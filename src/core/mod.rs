//! Core module: domain models, dataset access and the
//! filter → sort → paginate → render pipeline

pub mod config;
pub mod data;
pub mod filter;
pub mod insights;
pub mod models;
pub mod render;
pub mod sort;
pub mod state;

/// Returns the current version of the `GradeFinder` crate
#[must_use]
pub const fn get_version() -> &'static str {
    env!("CARGO_PKG_VERSION")
}
#[cfg(test)]
mod tests {
    use super::*;
    use crate::core::models::course::CROSS_CREDIT_SUFFIX;
    use crate::core::models::Offering;

    fn course(code: &str, faculty: &str, average: f64, reported: u32) -> Course {
        Course::new(
            code.to_string(),
            "Some Course".to_string(),
            "Some Subject".to_string(),
            faculty.to_string(),
        )
        .with_grades(average, reported)
    }

    #[test]
    fn test_from_checkboxes() {
        assert_eq!(Selection::from_checkboxes([1u16], true), Selection::All);
        assert_eq!(
            Selection::<u16>::from_checkboxes(Vec::new(), false),
            Selection::None
        );
        assert_eq!(
            Selection::from_checkboxes([300u16, 100], false),
            Selection::Subset(BTreeSet::from([100, 300]))
        );
    }

    #[test]
    fn test_band_boundaries() {
        assert_eq!(AverageBand::of(59.99), AverageBand::Below60);
        assert_eq!(AverageBand::of(60.0), AverageBand::From60);
        assert_eq!(AverageBand::of(84.99), AverageBand::From80);
        assert_eq!(AverageBand::of(85.0), AverageBand::From85);
        assert_eq!(AverageBand::of(100.0), AverageBand::From90);
        assert_eq!(EnrollmentBand::of(49), EnrollmentBand::Below50);
        assert_eq!(EnrollmentBand::of(50), EnrollmentBand::From50);
        assert_eq!(EnrollmentBand::of(399), EnrollmentBand::From100);
        assert_eq!(EnrollmentBand::of(800), EnrollmentBand::From800);
        assert_eq!("85".parse::<AverageBand>(), Ok(AverageBand::From85));
        assert!("75".parse::<AverageBand>().is_err());
        assert_eq!("0".parse::<EnrollmentBand>(), Ok(EnrollmentBand::Below50));
    }

    #[test]
    fn test_search_ignores_case_and_spaces() {
        let c = course("CPSC 110", "Faculty of Science", 75.0, 100);
        let mut filter = FilterSelection {
            search: "cpsc110".to_string(),
            ..FilterSelection::default()
        };
        assert!(filter.matches_course(&c));
        filter.search = "  Some sub ".to_string();
        assert!(filter.matches_course(&c));
        filter.search = "math".to_string();
        assert!(!filter.matches_course(&c));
    }

    #[test]
    fn test_cross_credit_matches_science() {
        let c = course(
            "GEOG 310",
            &format!("Faculty of Arts{CROSS_CREDIT_SUFFIX}"),
            75.0,
            100,
        );
        let science = FilterSelection {
            faculties: Selection::only(["Faculty of Science".to_string()]),
            ..FilterSelection::default()
        };
        let arts = FilterSelection {
            faculties: Selection::only(["Faculty of Arts".to_string()]),
            ..FilterSelection::default()
        };
        let forestry = FilterSelection {
            faculties: Selection::only(["Faculty of Forestry".to_string()]),
            ..FilterSelection::default()
        };
        assert!(science.matches_course(&c));
        assert!(arts.matches_course(&c));
        assert!(!forestry.matches_course(&c));
    }

    #[test]
    fn test_year_level_requires_three_digits() {
        let odd = course("EPSE 5", "Faculty of Education", 80.0, 10);
        let restricted = FilterSelection {
            year_levels: Selection::only([100u16, 500]),
            ..FilterSelection::default()
        };
        assert!(!restricted.matches_course(&odd));
        assert!(FilterSelection::default().matches_course(&odd));
    }

    #[test]
    fn test_credit_zero_matches_unknown() {
        let mut c = course("CPSC 110", "Faculty of Science", 75.0, 100);
        let unknown = FilterSelection {
            credits: Selection::only([0u32]),
            ..FilterSelection::default()
        };
        assert!(unknown.matches_course(&c));
        c.credits = Some(4);
        assert!(!unknown.matches_course(&c));
        c.credits = Some(0);
        assert!(unknown.matches_course(&c));
    }

    #[test]
    fn test_none_dimension_matches_nothing() {
        let courses = vec![
            course("CPSC 110", "Faculty of Science", 75.0, 100),
            course("MATH 200", "Faculty of Science", 65.0, 40),
        ];
        let nothing = FilterSelection {
            enrollments: Selection::None,
            ..FilterSelection::default()
        };
        assert!(nothing.filter_courses(&courses).is_empty());
        assert_eq!(FilterSelection::default().filter_courses(&courses).len(), 2);
    }

    fn instructor(name: &str, faculties: &[&str], offerings: &[(&str, f64)]) -> Instructor {
        Instructor {
            name: name.to_string(),
            faculties: faculties.iter().map(ToString::to_string).collect(),
            courses: offerings
                .iter()
                .map(|&(code, average)| Offering {
                    code: code.to_string(),
                    average,
                    reported: 50,
                    ..Offering::default()
                })
                .collect(),
        }
    }

    fn program(name: &str, faculty: &str) -> Program {
        Program {
            name: name.to_string(),
            faculty: faculty.to_string(),
            length: "4".to_string(),
            program_link: String::new(),
            requirements_link: String::new(),
        }
    }

    #[test]
    fn test_instructor_faculty_matches_any_listed() {
        let both = instructor("Ada Lovelace", &["Faculty of Arts", "Faculty of Science"], &[("MATH 100", 75.0)]);
        let arts = instructor("Mary Shelley", &["Faculty of Arts"], &[("ENGL 100", 75.0)]);
        let science = FilterSelection {
            faculties: Selection::only(["Faculty of Science".to_string()]),
            ..FilterSelection::default()
        };
        assert!(science.matches_instructor(&both));
        assert!(!science.matches_instructor(&arts));

        let instructors = vec![both, arts];
        let kept = science.filter_instructors(&instructors);
        assert_eq!(kept.len(), 1);
        assert_eq!(kept[0].name, "Ada Lovelace");
    }

    #[test]
    fn test_instructor_year_level_from_any_offering() {
        let teaches = instructor(
            "Alan Turing",
            &["Faculty of Science"],
            &[("CPSC 110", 70.0), ("CPSC 421", 80.0), ("EPSE 5", 90.0)],
        );
        let fourth_year = FilterSelection {
            year_levels: Selection::only([400u16]),
            ..FilterSelection::default()
        };
        let second_year = FilterSelection {
            year_levels: Selection::only([200u16]),
            ..FilterSelection::default()
        };
        assert!(fourth_year.matches_instructor(&teaches));
        assert!(!second_year.matches_instructor(&teaches));

        let no_offerings = instructor("New Hire", &["Faculty of Science"], &[]);
        assert!(!fourth_year.matches_instructor(&no_offerings));
        assert!(FilterSelection::default().matches_instructor(&no_offerings));
    }

    #[test]
    fn test_instructor_average_band_uses_overall_average() {
        let graded = instructor("Grace Hopper", &[], &[("CPSC 110", 80.0), ("CPSC 210", 90.0)]);
        let ungraded = instructor("Nobody Graded", &[], &[("CPSC 110", 0.0)]);
        let great = FilterSelection {
            averages: Selection::only([AverageBand::From85]),
            ..FilterSelection::default()
        };
        let failing = FilterSelection {
            averages: Selection::only([AverageBand::Below60]),
            ..FilterSelection::default()
        };
        assert!(great.matches_instructor(&graded));
        assert!(!failing.matches_instructor(&graded));
        assert!(failing.matches_instructor(&ungraded));
        assert!(!great.matches_instructor(&ungraded));
    }

    #[test]
    fn test_instructor_search_is_name_only() {
        let i = instructor("Grace Hopper", &["Faculty of Science"], &[("CPSC 110", 80.0)]);
        let mut filter = FilterSelection {
            search: "  HOPPER ".to_string(),
            ..FilterSelection::default()
        };
        assert!(filter.matches_instructor(&i));
        filter.search = "cpsc".to_string();
        assert!(!filter.matches_instructor(&i));
    }

    #[test]
    fn test_instructor_none_dimension_matches_nothing() {
        let instructors = vec![instructor("Grace Hopper", &["Faculty of Science"], &[("CPSC 110", 80.0)])];
        for nothing in [
            FilterSelection {
                faculties: Selection::None,
                ..FilterSelection::default()
            },
            FilterSelection {
                year_levels: Selection::None,
                ..FilterSelection::default()
            },
            FilterSelection {
                averages: Selection::None,
                ..FilterSelection::default()
            },
        ] {
            assert!(nothing.filter_instructors(&instructors).is_empty());
        }
        // enrollment and credits do not apply to instructors
        let ignored = FilterSelection {
            enrollments: Selection::None,
            credits: Selection::None,
            ..FilterSelection::default()
        };
        assert_eq!(ignored.filter_instructors(&instructors).len(), 1);
    }

    #[test]
    fn test_program_filter() {
        let programs = vec![
            program("Bachelor of Science in Biology", "Faculty of Science"),
            program("Bachelor of Arts in History", "Faculty of Arts"),
            program("Bachelor of Science in Forestry", "Faculty of Forestry"),
        ];
        let science = FilterSelection {
            faculties: Selection::only(["Faculty of Science".to_string()]),
            ..FilterSelection::default()
        };
        let kept = science.filter_programs(&programs);
        assert_eq!(kept.len(), 1);
        assert_eq!(kept[0].name, "Bachelor of Science in Biology");

        // exact faculty name, no prefix or shortened-label matching
        let short = FilterSelection {
            faculties: Selection::only(["Science".to_string()]),
            ..FilterSelection::default()
        };
        assert!(short.filter_programs(&programs).is_empty());

        let searched = FilterSelection {
            search: "science in".to_string(),
            ..FilterSelection::default()
        };
        assert_eq!(searched.filter_programs(&programs).len(), 2);
        let by_faculty_text = FilterSelection {
            search: "forestry".to_string(),
            faculties: Selection::only(["Faculty of Arts".to_string()]),
            ..FilterSelection::default()
        };
        assert!(by_faculty_text.filter_programs(&programs).is_empty());

        let nothing = FilterSelection {
            faculties: Selection::None,
            ..FilterSelection::default()
        };
        assert!(nothing.filter_programs(&programs).is_empty());
        assert_eq!(FilterSelection::default().filter_programs(&programs).len(), 3);
    }

    #[test]
    fn test_faculty_options_order_and_science() {
        let courses = vec![
            course("ENGL 100", "Faculty of Arts", 70.0, 10),
            course("HIST 100", "Faculty of Arts", 70.0, 10),
            course("COMM 100", "Sauder School of Business", 70.0, 10),
            course("GEOG 100", &format!("Faculty of Arts{CROSS_CREDIT_SUFFIX}"), 70.0, 10),
        ];
        let options = course_faculty_options(&courses);
        assert_eq!(options[0].value, "Faculty of Arts");
        assert_eq!(options[0].count, 3);
        assert_eq!(options[0].label, "Arts");
        let science = options.iter().find(|o| o.value == "Faculty of Science").unwrap();
        assert_eq!(science.count, 0);
        assert_eq!(options.last().unwrap().value, "Faculty of Science");
    }
}
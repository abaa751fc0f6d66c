//! Command-line interface entry point for `GradeFinder`

mod args;
mod commands;

use args::{Cli, Command};
use clap::Parser;
use grade_finder::config::Config;
use grade_finder::logger::{self, enable_debug, enable_verbose, init_file_logging, set_level, Level};
use grade_finder::{debug, info};

/// Layer the runtime log flags over the `[logging]` config section
fn configure_logging(args: &Cli, config: &Config) {
    logger::init(&config.logging);

    if let Some(level) = args.log_level {
        set_level(level.into());
    }
    if args.debug_flag {
        set_level(Level::Debug);
        enable_debug();
    }
    if args.verbose {
        enable_verbose();
    }

    if let Some(path) = &args.log_file {
        let shown = path.to_string_lossy();
        if init_file_logging(path) {
            info!("File logging initialized at: {shown}");
        } else {
            eprintln!("✗ Failed to initialize file logging at: {shown}");
        }
    }
}

async fn dispatch(command: Command, config: &mut Config, defaults: &Config) -> Result<(), String> {
    match command {
        Command::Config { subcommand } => commands::config::run(subcommand, config, defaults),
        Command::Courses {
            context,
            filters,
            sort,
            page_size,
            resume,
        } => {
            let request = commands::courses::CoursesRequest {
                context,
                filters,
                sort,
                page_size,
                resume,
            };
            commands::courses::run(request, config).await
        }
        Command::Course {
            code,
            link,
            context,
            instructor,
            sort,
        } => {
            let request = commands::course::CourseRequest {
                code,
                link,
                context,
                instructor,
                sort,
            };
            commands::course::run(request, config).await
        }
        Command::Insights {
            context,
            faculty_sort,
        } => commands::insights::run(&context, faculty_sort, config).await,
        Command::Professors {
            context,
            filters,
            sort,
            page_size,
        } => {
            let request = commands::professors::ProfessorsRequest {
                context,
                filters,
                sort,
                page_size,
            };
            commands::professors::run(request, config).await
        }
        Command::Programs {
            campus,
            search,
            faculties,
            page_size,
        } => {
            let request = commands::programs::ProgramsRequest {
                campus,
                search,
                faculties,
                page_size,
            };
            commands::programs::run(request, config).await
        }
        Command::Subjects { query, campus } => commands::subjects::run(&query, campus, config).await,
        Command::Reset => commands::reset::run(config),
    }
}

#[tokio::main]
async fn main() {
    let args = Cli::parse();

    // Load configuration once at startup and apply CLI overrides to it
    let mut config = Config::load();
    let defaults = Config::from_defaults();
    config.apply_overrides(&args.to_config_overrides());

    configure_logging(&args, &config);
    debug!("GradeFinder {}", grade_finder::core::get_version());

    if let Err(message) = dispatch(args.command, &mut config, &defaults).await {
        eprintln!("{message}");
        std::process::exit(1);
    }
}
//! Professors command handler

use super::{load_failed, open_service, resolve_context, Listing};
use crate::args::{ContextArgs, InstructorFilterArgs};
use grade_finder::config::Config;
use grade_finder::core::filter::instructor_faculty_options;
use grade_finder::core::render::filters::filter_panel_html;
use grade_finder::core::render::table::PageSize;
use grade_finder::core::render::PageKind;
use grade_finder::core::sort::InstructorSort;
use grade_finder::{info, verbose};

/// Options of one `professors` run
pub struct ProfessorsRequest {
    /// Campus and session
    pub context: ContextArgs,
    /// Search, faculty, year-level and average flags
    pub filters: InstructorFilterArgs,
    /// Sort key
    pub sort: InstructorSort,
    /// Rows per page
    pub page_size: PageSize,
}

/// Filter, sort and write the instructor listing.
///
/// # Errors
/// Returns a `✗` message when the instructor dataset cannot be loaded or
/// the pages cannot be written.
pub async fn run(request: ProfessorsRequest, config: &mut Config) -> Result<(), String> {
    let context = resolve_context(&request.context, config);
    let service = open_service(config, &context)?;
    let instructors = service
        .load_instructors(&context)
        .await
        .map_err(|e| load_failed("instructors", &context, &e))?;

    let selection = request.filters.to_selection();
    let mut matched = selection.filter_instructors(&instructors);
    request.sort.sort(&mut matched);
    info!("{} of {} instructors match in {context}", matched.len(), instructors.len());

    let listing = Listing {
        kind: PageKind::Professors,
        title: "Professors",
        preamble: filter_panel_html(
            &selection,
            &instructor_faculty_options(&instructors),
            matched.len(),
            instructors.len(),
            "instructors",
        ),
        page_size: request.page_size,
    };
    let pages = listing.write(&matched, &context, config)?;

    for instructor in matched.iter().take(10) {
        verbose!(
            "  {:<30} {:>3} courses {:>6.2}",
            instructor.name,
            instructor.course_count(),
            instructor.overall_average()
        );
    }
    println!(
        "✓ {} of {} instructors match; wrote {pages} page(s)",
        matched.len(),
        instructors.len()
    );
    Ok(())
}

○ ○ ○

» WHAT TO PRODUCE: Begin with the first line of the records and finish with the line containing "use super::*;". Reproduce those lines exactly, both ends included, and nothing else.

» EXERCISE OUTPUT:
filename src/core/mod.rs
//! Core module: domain models, dataset access and the
//! filter → sort → paginate → render pipeline

pub mod config;
pub mod data;
pub mod filter;
pub mod insights;
pub mod models;
pub mod render;
pub mod sort;
pub mod state;

/// Returns the current version of the `GradeFinder` crate
#[must_use]
pub const fn get_version() -> &'static str {
    env!("CARGO_PKG_VERSION")
}
#[cfg(test)]
mod tests {
    use super::*;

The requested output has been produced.